* What you are asked to do *
Only the lines below between the ones containing "fn is_keyword(word: &str)" and "Split input into", inclusive, are to be reproduced, each exactly as it stands.
++++ Data to process
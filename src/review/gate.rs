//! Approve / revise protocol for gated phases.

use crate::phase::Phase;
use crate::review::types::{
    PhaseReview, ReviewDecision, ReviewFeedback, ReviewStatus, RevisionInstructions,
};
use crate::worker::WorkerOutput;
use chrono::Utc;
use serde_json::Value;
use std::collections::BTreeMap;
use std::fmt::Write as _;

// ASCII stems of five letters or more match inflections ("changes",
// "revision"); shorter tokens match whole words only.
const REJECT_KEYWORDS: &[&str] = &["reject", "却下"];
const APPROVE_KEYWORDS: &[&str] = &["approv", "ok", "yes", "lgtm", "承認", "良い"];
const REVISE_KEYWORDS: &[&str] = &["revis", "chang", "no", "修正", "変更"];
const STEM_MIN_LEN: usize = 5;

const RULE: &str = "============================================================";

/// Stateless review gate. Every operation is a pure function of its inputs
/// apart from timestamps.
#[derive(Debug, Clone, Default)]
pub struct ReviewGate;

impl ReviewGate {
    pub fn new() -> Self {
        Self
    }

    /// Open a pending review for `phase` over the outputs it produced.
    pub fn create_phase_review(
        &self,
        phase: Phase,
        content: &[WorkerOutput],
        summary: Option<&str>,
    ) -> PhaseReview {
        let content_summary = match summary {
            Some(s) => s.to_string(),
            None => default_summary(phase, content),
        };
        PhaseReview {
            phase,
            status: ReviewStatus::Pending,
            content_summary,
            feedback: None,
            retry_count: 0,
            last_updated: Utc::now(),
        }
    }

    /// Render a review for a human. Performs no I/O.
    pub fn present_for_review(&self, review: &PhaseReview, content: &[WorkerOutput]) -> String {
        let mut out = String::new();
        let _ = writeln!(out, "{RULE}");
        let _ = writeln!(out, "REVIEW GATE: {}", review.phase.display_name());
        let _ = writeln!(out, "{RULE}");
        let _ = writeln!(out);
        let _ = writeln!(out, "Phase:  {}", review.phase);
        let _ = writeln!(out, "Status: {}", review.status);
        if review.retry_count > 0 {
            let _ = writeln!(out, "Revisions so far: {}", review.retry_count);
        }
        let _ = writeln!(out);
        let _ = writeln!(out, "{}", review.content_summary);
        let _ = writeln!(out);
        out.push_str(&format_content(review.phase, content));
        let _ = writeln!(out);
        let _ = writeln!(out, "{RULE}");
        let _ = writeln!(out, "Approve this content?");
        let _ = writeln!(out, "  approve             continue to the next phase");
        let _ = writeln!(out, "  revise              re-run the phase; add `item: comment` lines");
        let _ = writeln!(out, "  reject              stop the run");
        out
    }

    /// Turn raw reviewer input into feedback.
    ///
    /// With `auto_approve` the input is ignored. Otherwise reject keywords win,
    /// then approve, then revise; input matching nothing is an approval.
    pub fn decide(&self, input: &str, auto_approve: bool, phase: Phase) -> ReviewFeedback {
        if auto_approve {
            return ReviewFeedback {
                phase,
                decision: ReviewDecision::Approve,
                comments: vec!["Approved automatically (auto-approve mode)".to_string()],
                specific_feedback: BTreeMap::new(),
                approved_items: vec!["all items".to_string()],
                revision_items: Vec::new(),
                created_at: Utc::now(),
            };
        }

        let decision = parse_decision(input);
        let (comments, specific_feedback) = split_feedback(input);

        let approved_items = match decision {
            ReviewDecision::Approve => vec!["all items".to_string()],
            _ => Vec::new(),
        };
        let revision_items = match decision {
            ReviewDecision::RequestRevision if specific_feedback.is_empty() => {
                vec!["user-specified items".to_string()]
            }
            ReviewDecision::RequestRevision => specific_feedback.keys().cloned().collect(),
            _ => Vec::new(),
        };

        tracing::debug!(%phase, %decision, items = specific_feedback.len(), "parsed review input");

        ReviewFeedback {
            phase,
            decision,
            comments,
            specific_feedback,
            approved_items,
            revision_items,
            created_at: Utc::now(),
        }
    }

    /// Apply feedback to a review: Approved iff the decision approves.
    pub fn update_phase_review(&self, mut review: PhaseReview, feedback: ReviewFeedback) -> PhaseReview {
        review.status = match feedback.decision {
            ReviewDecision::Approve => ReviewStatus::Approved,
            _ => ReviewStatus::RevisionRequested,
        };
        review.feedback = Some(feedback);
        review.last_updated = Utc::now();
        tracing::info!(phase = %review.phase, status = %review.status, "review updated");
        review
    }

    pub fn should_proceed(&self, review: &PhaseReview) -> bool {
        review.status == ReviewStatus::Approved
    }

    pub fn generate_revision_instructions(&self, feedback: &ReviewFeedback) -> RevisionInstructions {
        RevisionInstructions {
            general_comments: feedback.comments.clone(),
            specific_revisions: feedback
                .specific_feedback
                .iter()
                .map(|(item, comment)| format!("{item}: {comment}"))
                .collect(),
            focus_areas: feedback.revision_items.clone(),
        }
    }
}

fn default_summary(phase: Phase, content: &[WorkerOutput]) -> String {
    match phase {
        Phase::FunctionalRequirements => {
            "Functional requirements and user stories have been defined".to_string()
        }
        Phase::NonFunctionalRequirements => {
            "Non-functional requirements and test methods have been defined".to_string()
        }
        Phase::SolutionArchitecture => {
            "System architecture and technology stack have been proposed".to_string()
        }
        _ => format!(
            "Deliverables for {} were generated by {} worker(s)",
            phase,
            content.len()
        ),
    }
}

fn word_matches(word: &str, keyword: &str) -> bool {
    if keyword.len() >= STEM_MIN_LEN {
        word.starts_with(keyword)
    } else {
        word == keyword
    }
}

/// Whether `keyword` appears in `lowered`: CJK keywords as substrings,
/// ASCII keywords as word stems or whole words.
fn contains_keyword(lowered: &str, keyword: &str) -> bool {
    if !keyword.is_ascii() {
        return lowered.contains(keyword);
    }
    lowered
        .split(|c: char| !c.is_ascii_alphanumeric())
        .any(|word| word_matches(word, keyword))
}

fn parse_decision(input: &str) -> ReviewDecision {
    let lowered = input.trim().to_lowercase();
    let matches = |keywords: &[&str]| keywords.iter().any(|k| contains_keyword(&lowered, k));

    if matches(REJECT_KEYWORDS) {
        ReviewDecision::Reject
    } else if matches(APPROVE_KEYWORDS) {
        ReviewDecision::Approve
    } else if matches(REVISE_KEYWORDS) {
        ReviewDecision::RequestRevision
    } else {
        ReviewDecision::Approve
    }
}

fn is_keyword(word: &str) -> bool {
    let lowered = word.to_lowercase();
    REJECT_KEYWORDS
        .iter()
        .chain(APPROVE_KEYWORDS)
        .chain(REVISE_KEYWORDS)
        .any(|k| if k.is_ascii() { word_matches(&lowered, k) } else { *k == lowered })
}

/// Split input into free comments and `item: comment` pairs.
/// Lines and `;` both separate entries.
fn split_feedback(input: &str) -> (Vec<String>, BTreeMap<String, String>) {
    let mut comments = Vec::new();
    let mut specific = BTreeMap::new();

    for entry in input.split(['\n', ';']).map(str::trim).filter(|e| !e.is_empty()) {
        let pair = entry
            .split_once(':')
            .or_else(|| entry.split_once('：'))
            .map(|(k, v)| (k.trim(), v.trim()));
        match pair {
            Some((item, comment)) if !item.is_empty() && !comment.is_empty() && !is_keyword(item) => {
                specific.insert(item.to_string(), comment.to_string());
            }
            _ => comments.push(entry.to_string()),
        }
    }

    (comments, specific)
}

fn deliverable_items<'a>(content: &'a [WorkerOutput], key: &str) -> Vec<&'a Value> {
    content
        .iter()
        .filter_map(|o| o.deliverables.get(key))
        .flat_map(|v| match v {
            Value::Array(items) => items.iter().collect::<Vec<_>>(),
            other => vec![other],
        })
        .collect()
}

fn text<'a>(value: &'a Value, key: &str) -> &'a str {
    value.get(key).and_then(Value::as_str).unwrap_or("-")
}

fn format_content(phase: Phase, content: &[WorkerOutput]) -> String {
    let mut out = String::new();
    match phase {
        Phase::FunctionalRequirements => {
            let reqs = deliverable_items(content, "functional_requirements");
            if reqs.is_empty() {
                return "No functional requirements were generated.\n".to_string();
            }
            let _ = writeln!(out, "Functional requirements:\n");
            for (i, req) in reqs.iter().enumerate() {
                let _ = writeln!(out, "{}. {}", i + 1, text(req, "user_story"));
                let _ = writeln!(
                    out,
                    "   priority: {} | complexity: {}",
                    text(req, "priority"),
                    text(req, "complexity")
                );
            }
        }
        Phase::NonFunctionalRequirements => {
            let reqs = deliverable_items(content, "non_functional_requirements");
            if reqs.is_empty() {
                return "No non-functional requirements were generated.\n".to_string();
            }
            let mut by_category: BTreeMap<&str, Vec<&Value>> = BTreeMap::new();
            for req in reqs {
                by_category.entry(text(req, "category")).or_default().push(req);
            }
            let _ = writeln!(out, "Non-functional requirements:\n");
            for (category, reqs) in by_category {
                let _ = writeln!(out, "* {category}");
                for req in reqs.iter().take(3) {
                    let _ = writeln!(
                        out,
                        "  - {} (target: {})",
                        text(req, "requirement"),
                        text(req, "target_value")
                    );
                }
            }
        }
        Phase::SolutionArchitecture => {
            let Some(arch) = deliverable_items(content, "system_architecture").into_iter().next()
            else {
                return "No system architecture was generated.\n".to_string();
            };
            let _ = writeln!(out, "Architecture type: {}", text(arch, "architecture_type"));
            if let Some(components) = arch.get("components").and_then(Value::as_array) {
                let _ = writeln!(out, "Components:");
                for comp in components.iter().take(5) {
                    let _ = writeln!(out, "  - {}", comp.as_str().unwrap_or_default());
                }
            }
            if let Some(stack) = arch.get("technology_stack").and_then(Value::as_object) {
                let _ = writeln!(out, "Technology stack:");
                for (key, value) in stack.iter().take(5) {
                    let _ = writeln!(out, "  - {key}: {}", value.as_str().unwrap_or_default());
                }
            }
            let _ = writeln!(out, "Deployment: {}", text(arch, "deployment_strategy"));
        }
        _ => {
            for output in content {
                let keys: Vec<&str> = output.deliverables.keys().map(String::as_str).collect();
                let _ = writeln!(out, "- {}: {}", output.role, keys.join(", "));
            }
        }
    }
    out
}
++++++++
* Written reply *
fn is_keyword(word: &str) -> bool {
    let lowered = word.to_lowercase();
    REJECT_KEYWORDS
        .iter()
        .chain(APPROVE_KEYWORDS)
        .chain(REVISE_KEYWORDS)
        .any(|k| if k.is_ascii() { word_matches(&lowered, k) } else { *k == lowered })
}

/// Split input into free comments and `item: comment` pairs.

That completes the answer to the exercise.